How to complete this task
In the following listing, find the lines containing "mapped" and report them.

Given records
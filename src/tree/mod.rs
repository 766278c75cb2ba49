//! The classification tree arena.
//!
//! Nodes and leaves are stored in slabs and referenced by index, so parent
//! back-pointers are plain indices and structural surgery (combining,
//! pruning, leaf replacement) never fights the borrow checker. The arena
//! owns the [`FcbPool`] as well: build-phase leaves are double-size FCBs
//! allocated individually, runtime leaves are recycled per thread.
//!
//! Build-phase operations live in the sibling modules:
//! [`combine`](self::combine), [`prune`](self::prune),
//! [`optimize`](self::optimize) and [`replace`](self::replace). Runtime
//! classification — including dynamic child creation and hash-table
//! growth — is [`Tree::match_packet`].

mod combine;
mod optimize;
mod prune;
mod replace;

use crate::fcb::FcbId;
use crate::level::FlowLevel;
use crate::node::{Edge, EdgeTarget, FlowNode, NodeId};
use crate::packet::Packet;
use crate::pool::FcbPool;
use log::trace;

/// Which edge of a node a traversal stopped at.
#[derive(Clone, Copy, PartialEq, Eq, Debug)]
pub enum SlotRef {
    /// The keyed edge carrying this data.
    Keyed(u64),
    /// The default edge.
    Default,
}

/// A stable reference to one edge of one node.
#[derive(Clone, Copy, PartialEq, Eq, Debug)]
pub struct EdgeRef {
    /// The node owning the edge.
    pub node: NodeId,
    /// Which edge.
    pub slot: SlotRef,
}

/// Node/leaf arena plus the FCB pool.
#[derive(Debug)]
pub struct Tree {
    nodes: Vec<Option<FlowNode>>,
    free_nodes: Vec<NodeId>,
    /// The FCB pool backing this tree's leaves.
    pub pool: FcbPool,
}
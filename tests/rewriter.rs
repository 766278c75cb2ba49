use flowctx::rewriter::{FlowId, InputSpec, Rewriter};
use flowctx::utils::{ThreadSet, Timestamp};

fn flow(dport: u16) -> FlowId {
    FlowId {
        saddr: 0x0A00_0001,
        sport: 4000,
        daddr: 0x0A00_0002,
        dport,
    }
}

fn at(ms: u64) -> Timestamp {
    Timestamp::from_msec(ms)
}

#[test]
fn input_specs_parse_and_reject() {
    assert!(matches!(InputSpec::parse("drop"), Ok(InputSpec::Drop)));
    assert!(matches!(
        InputSpec::parse("nochange 2"),
        Ok(InputSpec::Nochange { foutput: 2 })
    ));
    assert!(matches!(
        InputSpec::parse("keep 0 1"),
        Ok(InputSpec::Keep {
            foutput: 0,
            routput: 1
        })
    ));
    assert!(InputSpec::parse("pattern 1.2.3.4 99 - - 0 1").is_ok());
    for bad in ["", "keep 0", "pattern 1.2.3.4 99 0 1", "frobnicate"] {
        assert!(InputSpec::parse(bad).is_err(), "{bad:?} should not parse");
    }
}

#[test]
fn keep_maps_both_directions() {
    let rw = Rewriter::new(1, &["keep 0 1"]).unwrap();
    let fwd = rw.get_entry(0, 6, &flow(80), 0, at(0)).expect("mapped");
    assert_eq!(fwd.output, 0);
    assert_eq!(fwd.rewritten, flow(80));

    // The reply direction is present and routed to the reply output.
    let (reply, is_reply) = rw.search_entry(0, &flow(80).reply()).expect("reply mapped");
    assert!(is_reply);
    assert_eq!(reply.output, 1);
    assert_eq!(reply.rewritten, flow(80).reply());
}

#[test]
fn pattern_rewrites_the_source() {
    let rw = Rewriter::new(1, &["pattern 192.168.0.1 1000 - - 0 1"]).unwrap();
    let mapping = rw.get_entry(0, 6, &flow(80), 0, at(0)).expect("mapped");
    assert_eq!(mapping.rewritten.saddr, 0xC0A8_0001);
    assert_eq!(mapping.rewritten.sport, 1000);
    assert_eq!(mapping.rewritten.daddr, flow(80).daddr);

    // Replies to the rewritten id map back to the original source.
    let (reply, _) = rw
        .search_entry(0, &mapping.rewritten.reply())
        .expect("reply mapped");
    assert_eq!(reply.rewritten, flow(80).reply());
}

#[test]
fn best_effort_eviction_drops_the_nearest_expiry() {
    // Scenario: capacity 2, flows expiring at t+10, t+20, t+30.
    let mut rw = Rewriter::new(1, &["keep 0 1"]).unwrap();
    rw.set_capacity(2);
    rw.timeouts = [10, 0]; // best-effort only
    rw.get_entry(0, 6, &flow(1), 0, at(0)).unwrap();
    rw.timeouts = [20, 0];
    rw.get_entry(0, 6, &flow(2), 0, at(0)).unwrap();
    rw.timeouts = [30, 0];
    rw.get_entry(0, 6, &flow(3), 0, at(0)).unwrap();

    assert_eq!(rw.size(0), 2);
    assert!(rw.search_entry(0, &flow(1)).is_none(), "F1 must be evicted");
    assert!(
        rw.search_entry(0, &flow(1).reply()).is_none(),
        "F1's reply entry must be gone too"
    );
    assert!(rw.search_entry(0, &flow(2)).is_some());
    assert!(rw.search_entry(0, &flow(3)).is_some());
}

#[test]
fn guarantee_heap_never_keeps_expired_guarantees() {
    let mut rw = Rewriter::new(1, &["keep 0 1"]).unwrap();
    rw.timeouts = [300_000, 5_000];
    for dport in 0..8 {
        rw.get_entry(0, 6, &flow(dport), 0, at(u64::from(dport) * 1000))
            .unwrap();
    }
    let now = at(9_500);
    rw.shift_heap_best_effort(0, now);
    for expiry in rw.guarantee_expiries(0) {
        assert!(
            expiry > now.0,
            "guaranteed flow with past expiry {expiry} survived the shift"
        );
    }
    // Shifted flows are still mapped, now on the best-effort side.
    assert_eq!(rw.size(0), 8);
}

#[test]
fn full_table_of_guarantees_refuses_the_new_flow() {
    let mut rw = Rewriter::new(1, &["keep 0 1"]).unwrap();
    rw.set_capacity(2);
    rw.timeouts = [300_000, 5_000]; // all flows guaranteed
    assert!(rw.get_entry(0, 6, &flow(1), 0, at(0)).is_some());
    assert!(rw.get_entry(0, 6, &flow(2), 0, at(0)).is_some());
    // Admission control: previous guarantees win over the newcomer.
    assert!(rw.get_entry(0, 6, &flow(3), 0, at(1)).is_none());
    assert_eq!(rw.mapping_failures(), 1);
    assert!(rw.search_entry(0, &flow(1)).is_some());
    assert!(rw.search_entry(0, &flow(2)).is_some());
}

#[test]
fn shrink_heap_reaps_expired_flows() {
    let mut rw = Rewriter::new(1, &["keep 0 1"]).unwrap();
    rw.timeouts = [100, 0];
    rw.get_entry(0, 6, &flow(1), 0, at(0)).unwrap();
    rw.get_entry(0, 6, &flow(2), 0, at(50)).unwrap();
    rw.shrink_heap(0, false, at(120));
    assert!(rw.search_entry(0, &flow(1)).is_none());
    assert!(rw.search_entry(0, &flow(2)).is_some());
    rw.shrink_heap(0, true, at(121));
    assert_eq!(rw.size(0), 0);
}

#[test]
fn precopy_migration_copies_alive_flows_to_the_target() {
    let mut rw = Rewriter::new(2, &["keep 0 1"]).unwrap();
    rw.set_migration(true, true);
    rw.timeouts = [1_000, 0];
    rw.get_entry(0, 6, &flow(1), 0, at(0)).unwrap();
    rw.get_entry(0, 6, &flow(2), 0, at(0)).unwrap();
    // This one is already expired at migration time.
    rw.timeouts = [10, 0];
    rw.get_entry(0, 6, &flow(3), 0, at(0)).unwrap();

    let mut target = ThreadSet::none(2);
    target.insert(1);
    rw.migrate(true, &target, at(100));

    assert!(rw.search_entry(1, &flow(1)).is_some());
    assert!(rw.search_entry(1, &flow(2)).is_some());
    assert!(
        rw.search_entry(1, &flow(3)).is_none(),
        "expired flows are not migrated"
    );
    // Reply entries came along.
    assert!(rw.search_entry(1, &flow(1).reply()).is_some());
}

#[test]
fn postcopy_migration_searches_peers_during_the_window() {
    let mut rw = Rewriter::new(2, &["keep 0 1"]).unwrap();
    rw.set_migration(true, false);
    rw.get_entry(0, 6, &flow(1), 0, at(0)).unwrap();

    let mut target = ThreadSet::none(2);
    target.insert(1);
    rw.migrate(true, &target, at(100));

    // A miss on the new core finds the flow on its previous owner.
    let found = rw.get_entry(1, 6, &flow(1), 0, at(200));
    assert!(found.is_some());
    assert!(rw.search_entry(1, &flow(1)).is_some(), "now mapped locally");

    // Outside the window the search stops; unknown flows map fresh.
    let late = rw.get_entry(1, 6, &flow(9), 0, at(100 + 20_000));
    assert!(late.is_some());
}
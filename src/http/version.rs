/*
 * Copyright (c) 2021. Aberic - All Rights Reserved.
 *
 * Licensed under the Apache License, Version 2.0 (the "License");
 * you may not use this file except in compliance with the License.
 * You may obtain a copy of the License at
 * http://www.apache.org/licenses/LICENSE-2.0
 * Unless required by applicable law or agreed to in writing, software
 * distributed under the License is distributed on an "AS IS" BASIS,
 * WITHOUT WARRANTIES OR CONDITIONS OF ANY KIND, either express or implied.
 * See the License for the specific language governing permissions and
 * limitations under the License.
 */

use std::fmt;

use crate::utils::errors::{Errs, StarryResult};

use self::Protocol::*;

/// 收/发请求的协议版本
///
/// HTTP/1.1或HTTP/2等
#[derive(Clone, PartialEq, Eq)]
pub struct Version {
    protocol: Protocol,
    major: u8,
    minor: u8,
}

#[derive(Clone, PartialEq, Eq)]
pub enum Protocol {
    Http10,
    Http11,
    Http2,
}

impl Version {
    /// `HTTP/1.0`
    pub const HTTP_10: Version = Version {
        protocol: Http10,
        major: 1,
        minor: 0,
    };

    /// `HTTP/1.1`
    pub const HTTP_11: Version = Version {
        protocol: Http11,
        major: 1,
        minor: 1,
    };

    /// `HTTP/2.0`
    pub const HTTP_2: Version = Version {
        protocol: Http2,
        major: 2,
        minor: 0,
    };

    pub fn protocol(&self) -> Protocol {
        self.protocol.clone()
    }

    pub fn major(&self) -> u8 {
        self.major
    }

    pub fn minor(&self) -> u8 {
        self.minor
    }

    pub fn from_str(src: &str) -> StarryResult<Version> {
        match src {
            "HTTP/1.0" => Ok(Version::HTTP_10),
            "HTTP/1.1" => Ok(Version::HTTP_11),
            "HTTP/2.0" => Ok(Version::HTTP_2),
            _ => Err(Errs::string(format!("version is not support except HTTP/1.0 HTTP/1.1 HTTP/2.0!"))),
        }
    }

    /// 通过已知字节数组获取HTTP方法
    pub(crate) fn from_bytes(src: &[u8]) -> StarryResult<Version> {
        match src {
            b"HTTP/1.0" => Ok(Version::HTTP_10),
            b"HTTP/1.1" => Ok(Version::HTTP_11),
            b"HTTP/2.0" => Ok(Version::HTTP_2),
            _ => Err(Errs::string(format!("version is not support except HTTP/1.0 HTTP/1.1 HTTP/2.0!"))),
        }
    }

    pub fn as_slice(&self) -> &[u8] {
        match self.protocol {
            Http10 => b"HTTP/1.0",
            Http11 => b"HTTP/1.1",
            Http2 => b"HTTP/2.0",
        }
    }

    /// `HTTP/2.0` is recognized by the version trie but not implemented;
    /// the processor turns an unsupported version into a `505` response.
    pub fn is_supported(&self) -> bool {
        !matches!(self.protocol, Http2)
    }
}

impl AsRef<str> for Version {
    fn as_ref(&self) -> &str {
        match self.protocol {
            Http10 => "HTTP/1.0",
            Http11 => "HTTP/1.1",
            Http2 => "HTTP/2.0",
        }
    }
}

impl ToString for Version {
    fn to_string(&self) -> String {
        String::from(self.as_ref())
    }
}

impl<'a> PartialEq<&'a Version> for Version {
    fn eq(&self, other: &&'a Version) -> bool {
        self == *other
    }
}

impl<'a> PartialEq<Version> for &'a Version {
    fn eq(&self, other: &Version) -> bool {
        *self == other
    }
}

impl PartialEq<str> for Version {
    fn eq(&self, other: &str) -> bool {
        self.as_ref() == other
    }
}

impl PartialEq<Version> for str {
    fn eq(&self, other: &Version) -> bool {
        self == other.as_ref()
    }
}

impl<'a> PartialEq<&'a str> for Version {
    fn eq(&self, other: &&'a str) -> bool {
        self.as_ref() == *other
    }
}

impl<'a> PartialEq<Version> for &'a str {
    fn eq(&self, other: &Version) -> bool {
        *self == other.as_ref()
    }
}

impl Default for Version {
    fn default() -> Version {
        Version::HTTP_11
    }
}

impl fmt::Debug for Version {
    fn fmt(&self, f: &mut fmt::Formatter<'_>) -> fmt::Result {
        f.write_str(self.as_ref())
    }
}

#[cfg(test)]
mod version_test {
    use crate::Version;

    #[test]
    fn scheme_eq() {
        assert_eq!(Version::HTTP_2, Version::HTTP_2);
        assert_eq!(Version::HTTP_10, "HTTP/1.0");
        assert_eq!(&Version::HTTP_11, "HTTP/1.1");

        assert_eq!("HTTP/2.0", Version::HTTP_2);
        assert_eq!("HTTP/1.1", &Version::HTTP_11);

        assert_eq!(&Version::HTTP_11, Version::HTTP_11);
        assert_eq!(Version::HTTP_10, &Version::HTTP_10);
    }

    #[test]
    fn to_string() {
        let v1 = Version::from_str("HTTP/2.0").unwrap();
        assert_eq!(v1.to_string(), "HTTP/2.0");

        let v2 = Version::default();
        assert_eq!(v2.to_string(), "HTTP/1.1");
    }
}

Solution below
    let fwd = rw.get_entry(0, 6, &flow(80), 0, at(0)).expect("mapped");
    let (reply, is_reply) = rw.search_entry(0, &flow(80).reply()).expect("reply mapped");
    let mapping = rw.get_entry(0, 6, &flow(80), 0, at(0)).expect("mapped");
        .expect("reply mapped");
    // Shifted flows are still mapped, now on the best-effort side.
    assert!(rw.search_entry(1, &flow(1)).is_some(), "now mapped locally");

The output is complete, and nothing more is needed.